MiSC: Nature – Amazing Sunrise/Rainbow…

Arrived to this at work today!

Today’s sunrise was garlanded with a rainbow, putting me in mind of that rather lovely John Sebastian lyric about ‘painting rainbows all over your blues’.

The initial sunrise, en-route.

As the day lightened, it was beautifully sunny, even though the sun hadn’t as yet cracked the horizon. My route to work passes alongside a canal or river waterway. Which is where I got the above shot.

I couldn’t capture this very well, alas.

Then I spotted what I think is termed a ‘sun dog’, or little partial ribbon of rainbow. Which proceeded to grow, till it eventually became a phenomenal double rainbow. Sadly the camera on my iPhone doesn’t do these morning glories (aye… steady!) any justice at all.

Tried zooming in to enhance colour intensity.
Stopped at Swavesey playing field to snap this.

The view the other way was amazing as well. The strange yellow light is totally not captured by my iPhone. Aaargh!

Trying to capture the yellow cast in the east.
An earlier stop, at Swavesey’s church.
That strange dark/light rainbow effect.

None of my photos really catch the intensity of the colours. But you do get a sense of how the rainbow refraction makes the sky ‘inside’ the rainbow lighter, and ‘outside’ darker. I wonder why that is? Must find out!

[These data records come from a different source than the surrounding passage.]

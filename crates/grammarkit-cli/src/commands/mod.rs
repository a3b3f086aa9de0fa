pub mod check;
pub mod dump;
pub mod grammar_source;
pub mod input;
pub mod lex;
pub mod parse;
//! Errors that can occur while lexing or parsing.

#[derive(Debug, Clone, PartialEq, Eq, thiserror::Error)]
pub enum RuntimeError {
    /// Execution fuel exhausted (too many rule evaluations).
    #[error("runtime execution limit exceeded ({0} steps)")]
    ExecFuelExhausted(u32),

    /// Recursion fuel exhausted (rule references nested too deeply).
    #[error("runtime recursion limit exceeded ({0} levels)")]
    RecursionLimitExceeded(u32),
}

/// Opt-in runtime limits. Both are unlimited by default.
#[derive(Clone, Copy, Debug, Default, PartialEq, Eq)]
pub struct FuelLimits {
    /// Maximum rule evaluations per run.
    pub(crate) exec_fuel: Option<u32>,
    /// Maximum depth of nested rule references.
    pub(crate) recursion_limit: Option<u32>,
}

impl FuelLimits {
    pub fn new() -> Self {
        Self::default()
    }

    /// Set the execution fuel limit.
    pub fn exec_fuel(mut self, fuel: u32) -> Self {
        self.exec_fuel = Some(fuel);
        self
    }

    /// Set the recursion limit.
    pub fn recursion_limit(mut self, limit: u32) -> Self {
        self.recursion_limit = Some(limit);
        self
    }

    pub fn get_exec_fuel(&self) -> Option<u32> {
        self.exec_fuel
    }

    pub fn get_recursion_limit(&self) -> Option<u32> {
        self.recursion_limit
    }
}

MUSiC: Your Love keeps Lifting Me, Jackie Wilson, 1967

A stone cold soul classic. Could this be what’s sometimes known as a ‘banger’? A one riff wonder: eight chugging bars of solid uplifting soulful grooving. Jackie Wilson sings his heart out. Just as he did his whole life, literally singing himself to death, onstage…

Some versions, such as the one YouTube offered up in ‘first place’ when I searched for the song itself, sound like they’ve had parts replaced with synthesised parts… Sacrilege!!!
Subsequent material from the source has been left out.